Monday, November 22, 2010

Evolutionary causes and consequences of plasticity

Changes in phenotype directly induced by the environment, called phenotypic plasticity, can have strong evolutionary consequences. Recent papers from the Hendry lab have examined plasticity-evolution relationships (Crispo et al., 2010, EER 12: 47-66; Thibert-Plante & Hendry, in press, JEB).

Crispo et al. conducted a meta-analysis to determine whether phenotypic plasticity generally tends to evolve as a response to human-induced changes to the environment. They examined 20 studies in which plasticity was estimated between populations that were under the influence of anthropogenic stressors, and between closely related populations that had not. They found that it many cases, plasticity had evolved in response to anthropogenic disturbance, when compared to their non-disturbed counterparts. The direction of this change, however, varied greatly among taxa and trait types. For example, invertebrates often showed the evolution of increased plasticity in life history traits and decreased plasticity in morphology, whereas plants showed no trends in plasticity evolution. The authors therefore conclude that plasticity and its evolution might be important for adaptation, but that it should be examined on a case-by-case basis, rather than making general statements about whether increased or decreased plasticity is likely to evolve as an adaptive strategy. The full article can be found at http://www.evolutionary-ecology.com/abstracts/v12/n01/ffar2517.pdf.

Thibert-Plante and Hendry looked at the consequences of phenotypic plasticity on ecological speciation. The consequences of plasticity for ecological speciation depend on the timing of dispersal relative to the expression of the plasticity. On the one hand, if plasticity is expressed early in development, before any dispersal, the individuals dispersing to a different environment will have reduced fitness, relative to the case of no plasticity. On the other hand, if plasticity is expressed after dispersal, the fitness cost of dispersing can be greatly reduced or even completely removed. Those facts are of great importance in the context of ecological speciation, where we study the rise and fall of barriers to gene flow among populations. More details can be found at http://onlinelibrary.wiley.com/doi/10.1111/j.1420-9101.2010.02169.x/abstract.

Xavier Thibert-Plante (FQRNT and NIMBioS postdoctoral fellow, Knoxville)

Erika Crispo (NSERC postdoctoral fellow in Royal Ontario Museum, Toronto)

* The authors have no competing interest, apart from space in high profile scientific journals.

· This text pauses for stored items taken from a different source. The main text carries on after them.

use rustc_hash::FxHashMap;
use std::hash::Hash;

/// A reference-counted multiset.
///
/// Keys are removed once their count drops to zero, so [CardinalitySet::keys] only returns keys
/// that are currently in use.
#[derive(Debug, Clone)]
pub struct CardinalitySet<TKey> {
    counts: FxHashMap<TKey, usize>,
}

impl<TKey: Eq + Hash> Default for CardinalitySet<TKey> {
    fn default() -> Self {
        Self::new()
    }
}

impl<TKey: Eq + Hash> CardinalitySet<TKey> {
    /// Creates a new empty [CardinalitySet].
    pub fn new() -> Self {
        Self {
            counts: FxHashMap::default(),
        }
    }

    /// Increments the count of `key` and returns the new count.
    pub fn add(&mut self, key: TKey) -> usize {
        let count = self.counts.entry(key).or_default();
        *count += 1;
        *count
    }

    /// Decrements the count of `key` and returns the new count.
    ///
    /// Removing an absent key is a no-op that returns zero.
    pub fn remove(&mut self, key: &TKey) -> usize {
        let Some(count) = self.counts.get_mut(key) else {
            return 0;
        };

        *count -= 1;
        let count = *count;
        if count == 0 {
            self.counts.remove(key);
        }
        count
    }

    /// Returns the current count of `key`, which is zero for absent keys.
    pub fn count(&self, key: &TKey) -> usize {
        self.counts.get(key).copied().unwrap_or_default()
    }

    /// Returns all keys with a count greater than zero.
    pub fn keys(&self) -> impl Iterator<Item = &TKey> {
        self.counts.keys()
    }

    /// Returns the number of distinct keys.
    pub fn len(&self) -> usize {
        self.counts.len()
    }

    pub fn is_empty(&self) -> bool {
        self.counts.is_empty()
    }
}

Thursday, November 18, 2010

Constraints on ecological speciation?

“Constraints on speciation suggested by comparing lake-stream stickleback divergence across two continents” – just appeared in Molecular Ecology (19:4963-4978). This paper tests whether the striking phenotypic (foraging morphology) and neutral genetic (microsatellite) divergence that characterizes incipient speciation across lake-stream transitions in Canadian (Vancouver Island) stickleback fish can also be found in some very young (150 years or less) European lake-stream pairs. The main findings are that, first, morphological divergence is generally much lower in the European population pairs, and there are striking overall phenotypic differences between the continents. Although alternative explanations are possible, it seems likely that there are some genetic constraints. Alleles that serve in adaptive lake-stream divergence (e.g. in body shape) in Canada appear to be absent in Europe. Limited time for morphological adaptation might also play a role. Second, there is only trivial divergence in microsatellite frequencies in the European pairs, contrary to the very high divergence found in some Canadian watersheds. This result suggests high gene flow and no evolved reproductive barriers in the young European systems. However, individual-based simulations tailored to these systems reveal that, even if reproductive barriers were absolute, it would be unlikely to see them with neutral markers. Those markers just evolve too slowly. It is thus possible that despite weak morphological divergence, reproductive isolation in Europe pairs could be strong, and hence we are simply dealing with the earliest stages of speciation. This could be possible if isolation is mediated by other traits not studied (e.g. behavior). Follow-up work is examining genome-wide divergence in these lake-stream pairs. This post was contributed by Daniel Berner.